Zoe Stratos | Staff Writer
COVID-19 policies are changing over the Easter weekend, and with Gov. Tom Wolf’s recent loosening travel restrictions, Duquesne students are weighing their options of going home for the holiday.
On March 1, the Pennsylvania issues revised COVID-19 travel and occupancy guidelines, with the biggest being the elimination of travel restrictions. This means that people who travel in and out of Pennsylvania no longer need to quarantine, or provide a negative COVID-19 test result upon their return to the state. With this, the state still advises caution and the continued wearing of face masks.
“Pennsylvania is taking a measured approach to revising or lifting mitigation orders,” Gov. Wolf said. “The reason we are seeing cases drop can be attributed, in part, to people following the mitigation efforts we have in place. Mask-wearing, social distancing and hand hygiene are making a difference and need to continue even as we see more and more people fully vaccinated. We need to balance protecting public health with leading the state to a robust economic recovery. We are lifting mitigation efforts only when we believe it is safe to do so.”
On March 15, the state government announced that some of the targeted restrictions placed on restaurants and other businesses will be lifted effective April 4 — Easter weekend.
With both announcements in mind, the university sent an email to students on March 16 regarding their plans for Easter weekend. Although the university has no control over students’ travel plans, they have put in place policies for students to follow when leaving and upon returning from their breaks.
“First, the university strongly suggests that students avoid traveling for the holiday,” said vice president of marketing and communications Gabe Welsch.
Welsch also encouraged students to utilize the free, on-campus testing through SONA before returning home, if they are concerned about bringing the virus home.
“Because the incubation period of the virus is about 4 to 5 days, scheduling a test for 4-5 days after return is optimal. Until then, students are reminded that voluntary self-isolation is important, minimizing contact with others and continuing to monitor daily symptom checker until tests confirm that they do not have COVID-19,” Welsch said.
Upon return, Health Services will have times available starting April 5 to schedule for a COVID-19 test.

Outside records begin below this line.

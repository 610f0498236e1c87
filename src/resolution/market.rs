//! Typed markets parsed from a bet's type tag and value string.

use std::cmp::Ordering;
use std::str::FromStr;

use rust_decimal::Decimal;
use strum::{Display, EnumString};

use crate::catalog::BetType;
use crate::fixture::{Period, Side};

/// Match result selection.
#[derive(Debug, Clone, Copy, PartialEq, Eq, Hash, Display, EnumString)]
pub enum Pick {
    /// Home win.
    #[strum(serialize = "1")]
    Home,
    /// Draw.
    #[strum(serialize = "X")]
    Draw,
    /// Away win.
    #[strum(serialize = "2")]
    Away,
}

impl Pick {
    /// Realised result for a scoreline.
    pub fn from_score(home: i128, away: i128) -> Self {
        match home.cmp(&away) {
            Ordering::Greater => Pick::Home,
            Ordering::Equal => Pick::Draw,
            Ordering::Less => Pick::Away,
        }
    }
}

/// Double-chance selection.
#[derive(Debug, Clone, Copy, PartialEq, Eq, Hash, Display, EnumString)]
pub enum DoubleChance {
    /// Home or draw.
    #[strum(serialize = "1X")]
    HomeOrDraw,
    /// Either team wins.
    #[strum(serialize = "12")]
    HomeOrAway,
    /// Draw or away.
    #[strum(serialize = "X2")]
    DrawOrAway,
}

impl DoubleChance {
    /// Whether the selection covers a result.
    pub fn covers(&self, result: Pick) -> bool {
        match self {
            DoubleChance::HomeOrDraw => result != Pick::Away,
            DoubleChance::HomeOrAway => result != Pick::Draw,
            DoubleChance::DrawOrAway => result != Pick::Home,
        }
    }
}

/// Odd/even selection on total goals.
#[derive(Debug, Clone, Copy, PartialEq, Eq, Hash, Display, EnumString)]
pub enum Parity {
    /// Odd total.
    #[strum(serialize = "tek")]
    Odd,
    /// Even total (zero included).
    #[strum(serialize = "cift")]
    Even,
}

impl Parity {
    /// Parity of a goal count.
    pub fn of(goals: u64) -> Self {
        if goals % 2 == 1 {
            Parity::Odd
        } else {
            Parity::Even
        }
    }
}

/// Which goals a line counts.
#[derive(Debug, Clone, Copy, PartialEq, Eq, Hash)]
pub struct GoalScope {
    /// Counted period.
    pub period: Period,
    /// Counted side, or both.
    pub side: Option<Side>,
}

impl GoalScope {
    const fn new(period: Period, side: Option<Side>) -> Self {
        Self { period, side }
    }
}

/// A bet's selection in resolvable form.
#[derive(Debug, Clone, Copy, PartialEq, Eq)]
pub enum Market {
    /// 1/X/2 over a period.
    Result {
        /// Period the result is taken over.
        period: Period,
        /// Selected result.
        pick: Pick,
    },
    /// Two of the three full-time results.
    DoubleChance(DoubleChance),
    /// Full-time result with a signed goal adjustment on the home side.
    Handicap {
        /// Selected result after adjustment.
        pick: Pick,
        /// Goals added to the home total.
        adjustment: i32,
    },
    /// Goals strictly above a line.
    Over {
        /// Counted goals.
        scope: GoalScope,
        /// Line, e.g. 2.5.
        line: Decimal,
    },
    /// Goals strictly below a line.
    Under {
        /// Counted goals.
        scope: GoalScope,
        /// Line, e.g. 2.5.
        line: Decimal,
    },
    /// Odd or even full-time total.
    Parity(Parity),
    /// Both teams score within a period (or, with `backed = false`, not both).
    BothScore {
        /// Period considered.
        period: Period,
        /// Backing "yes".
        backed: bool,
    },
    /// One team scores during the match (or, with `backed = false`, does not).
    TeamScores {
        /// Team considered.
        side: Side,
        /// Backing "yes".
        backed: bool,
    },
    /// Half-time and full-time results together.
    HalfTimeFullTime {
        /// Required first-half result.
        half_time: Pick,
        /// Required full-time result.
        full_time: Pick,
    },
}

fn parse_line(value: &str) -> Option<Decimal> {
    let line = Decimal::from_str(value).ok()?;
    (line >= Decimal::ZERO).then_some(line)
}

fn parse_handicap(value: &str) -> Option<(Pick, i32)> {
    let (selection, adjustment) = value.split_once(':')?;
    Some((selection.parse::<Pick>().ok()?, adjustment.trim().parse::<i32>().ok()?))
}

fn parse_double_result(value: &str) -> Option<(Pick, Pick)> {
    let (half_time, full_time) = value.split_once('/')?;
    Some((half_time.parse::<Pick>().ok()?, full_time.parse::<Pick>().ok()?))
}

fn literal(value: &str, expected: &str) -> Option<()> {
    (value == expected).then_some(())
}

impl Market {
    /// Parse a bet value for a bet type.
    ///
    /// Returns `None` for a value the bet type does not accept.
    pub fn parse(bet_type: BetType, value: &str) -> Option<Self> {
        use Period::{FirstHalf, FullTime, SecondHalf};

        let value = value.trim();
        let over = |period, side| {
            parse_line(value).map(|line| Market::Over { scope: GoalScope::new(period, side), line })
        };
        let under = |period, side| {
            parse_line(value).map(|line| Market::Under { scope: GoalScope::new(period, side), line })
        };

        match bet_type {
            BetType::MatchResult => value.parse::<Pick>().ok().map(|pick| Market::Result { period: FullTime, pick }),
            BetType::HalfTimeResult => value.parse::<Pick>().ok().map(|pick| Market::Result { period: FirstHalf, pick }),
            BetType::DoubleChance => value.parse::<DoubleChance>().ok().map(Market::DoubleChance),
            BetType::HandicapResult => {
                parse_handicap(value).map(|(pick, adjustment)| Market::Handicap { pick, adjustment })
            }
            BetType::TotalOver => over(FullTime, None),
            BetType::TotalUnder => under(FullTime, None),
            BetType::FirstHalfOver => over(FirstHalf, None),
            BetType::FirstHalfUnder => under(FirstHalf, None),
            BetType::SecondHalfOver => over(SecondHalf, None),
            BetType::SecondHalfUnder => under(SecondHalf, None),
            BetType::HomeOver => over(FullTime, Some(Side::Home)),
            BetType::HomeUnder => under(FullTime, Some(Side::Home)),
            BetType::AwayOver => over(FullTime, Some(Side::Away)),
            BetType::AwayUnder => under(FullTime, Some(Side::Away)),
            BetType::BothScore => literal(value, "var").map(|_| Market::BothScore { period: FullTime, backed: true }),
            BetType::BothScoreNo => literal(value, "yok").map(|_| Market::BothScore { period: FullTime, backed: false }),
            BetType::FirstHalfBothScore => {
                literal(value, "var").map(|_| Market::BothScore { period: FirstHalf, backed: true })
            }
            BetType::FirstHalfBothScoreNo => {
                literal(value, "yok").map(|_| Market::BothScore { period: FirstHalf, backed: false })
            }
            BetType::HomeScores => literal(value, "var").map(|_| Market::TeamScores { side: Side::Home, backed: true }),
            BetType::HomeScoresNo => {
                literal(value, "yok").map(|_| Market::TeamScores { side: Side::Home, backed: false })
            }
            BetType::AwayScores => literal(value, "var").map(|_| Market::TeamScores { side: Side::Away, backed: true }),
            BetType::AwayScoresNo => {
                literal(value, "yok").map(|_| Market::TeamScores { side: Side::Away, backed: false })
            }
            BetType::HalfTimeFullTime => parse_double_result(value)
                .map(|(half_time, full_time)| Market::HalfTimeFullTime { half_time, full_time }),
            BetType::OddEven => value.parse::<Parity>().ok().map(Market::Parity),
        }
    }
}

#[cfg(test)]
mod tests {
    use super::*;
    use pretty_assertions::assert_eq;
    use rust_decimal_macros::dec;

    #[test]
    fn parses_result_selections() {
        assert_eq!(
            Market::parse(BetType::MatchResult, "X"),
            Some(Market::Result { period: Period::FullTime, pick: Pick::Draw })
        );
        assert_eq!(
            Market::parse(BetType::HalfTimeResult, "2"),
            Some(Market::Result { period: Period::FirstHalf, pick: Pick::Away })
        );
        assert_eq!(Market::parse(BetType::MatchResult, "x"), None);
        assert_eq!(Market::parse(BetType::MatchResult, "3"), None);
    }

    #[test]
    fn parses_lines_as_decimals() {
        assert_eq!(
            Market::parse(BetType::AwayUnder, "1.5"),
            Some(Market::Under {
                scope: GoalScope { period: Period::FullTime, side: Some(Side::Away) },
                line: dec!(1.5),
            })
        );
        assert_eq!(Market::parse(BetType::TotalOver, "abc"), None);
        assert_eq!(Market::parse(BetType::TotalOver, "NaN"), None);
        assert_eq!(Market::parse(BetType::TotalOver, ""), None);
        assert_eq!(Market::parse(BetType::TotalOver, "-0.5"), None);
    }

    #[test]
    fn parses_signed_handicaps() {
        assert_eq!(
            Market::parse(BetType::HandicapResult, "1:+2"),
            Some(Market::Handicap { pick: Pick::Home, adjustment: 2 })
        );
        assert_eq!(
            Market::parse(BetType::HandicapResult, "X:-1"),
            Some(Market::Handicap { pick: Pick::Draw, adjustment: -1 })
        );
        assert_eq!(Market::parse(BetType::HandicapResult, "1"), None);
        assert_eq!(Market::parse(BetType::HandicapResult, "1:abc"), None);
    }

    #[test]
    fn yes_no_markets_require_matching_value() {
        assert!(Market::parse(BetType::BothScore, "var").is_some());
        assert_eq!(Market::parse(BetType::BothScore, "yok"), None);
        assert!(Market::parse(BetType::AwayScoresNo, "yok").is_some());
    }

    #[test]
    fn parses_double_result_and_parity() {
        assert_eq!(
            Market::parse(BetType::HalfTimeFullTime, "X/1"),
            Some(Market::HalfTimeFullTime { half_time: Pick::Draw, full_time: Pick::Home })
        );
        assert_eq!(Market::parse(BetType::HalfTimeFullTime, "X1"), None);
        assert_eq!(Market::parse(BetType::OddEven, "cift"), Some(Market::Parity(Parity::Even)));
    }

    #[test]
    fn double_chance_coverage() {
        assert!(DoubleChance::HomeOrDraw.covers(Pick::Draw));
        assert!(!DoubleChance::HomeOrDraw.covers(Pick::Away));
        assert!(!DoubleChance::HomeOrAway.covers(Pick::Draw));
        assert!(DoubleChance::DrawOrAway.covers(Pick::Away));
    }

    #[test]
    fn pick_and_parity_from_counts() {
        assert_eq!(Pick::from_score(2, 1), Pick::Home);
        assert_eq!(Pick::from_score(0, 0), Pick::Draw);
        assert_eq!(Pick::from_score(-1, 0), Pick::Away);
        assert_eq!(Parity::of(0), Parity::Even);
        assert_eq!(Parity::of(3), Parity::Odd);
    }
}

As for students staying on campus as the university recommends, a few places on campus will remain open for student use. For those staying, it will be similar to years past. The Incline and Campus Market will be open for dining options, and Sunday will feature a holiday themed menu at The Incline. The Power Center will also be open, but closed only on Easter Sunday. Campus Ministry will hold Mass on Holy Thursday at 7 p.m., and Easter Sunday at 11 a.m. A prayer service will also be held at noon on Good Friday — all while honoring the campus safety guidelines and capacity limits.
One student staying in Pittsburgh for Easter break is junior Ailis Roose. Roose is staying for multiple reasons extra hours at work being one of them. Roose works as a desk aid in St. Martin’s Residence Hall on campus.
“I guess it’s kind of hard for me to justify having an Easter break break still, but taking our spring break away. People are just making Easter break their spring break now and will be traveling anyway, so I wish we had a spring break because burnout is getting real for the students.”
One student going home for Easter break is senior Callan Mullhan. “The email didn’t sway my decision since I’m already in the Pittsburgh area,” said Mullhan. “However, if I lived out of state I would be more inclined to quarantine before returning. Although there’s an added risk with travel, that risk can be lessened by taking the proper steps. Actions such as getting tested, wearing your mask over your nose, and remaining at a safe distance can not only help yourself, but other people.”
Students like Mullhan are excited for the reopening of the state but continue to proceed with caution.
“I think that the restrictions being lifted next month is a good plan. I have been happy to see more people getting vaccinated as well, including myself,” said Mullhan. “As more people are vaccinated, we can begin to reopen as needed. I’ll continue to remain diligent in the Pittsburgh community. I’m still not comfortable eating at restaurants for example, so that part of my routine won’t be changing even when I am home.”
In addition to the guidelines set by Wolf and the Pennsylvania Department of Health, students will also have to abide by the regulations of their home states, should they choose to go to an out-of state home over the course of the five-day Easter Break. Although many surrounding states, including Ohio, are increasing vaccination capacities and ramping up distribution to wider swaths of people, the danger of contracting COVID-19 and the pandemic remain.
Still, it is clear things are looking up on The Bluff. In a recent announcement by the university, the Fall 2021 semester will return to a full on-campus learning environment. But for now, the University will not be making any changes to their guidelines despite Gov. Wolf’s announcement.
“The university campus community has been well served by the conduct and safety regulations currently in place,” Welsch said. “Those rules and practices will remain in place through the end of the academic year, even if regulations loosen elsewhere. Our capacity limits, social distancing expectations, masking rules, hygiene practices, and cleaning protocols will not change as they have proven to be quite effective.”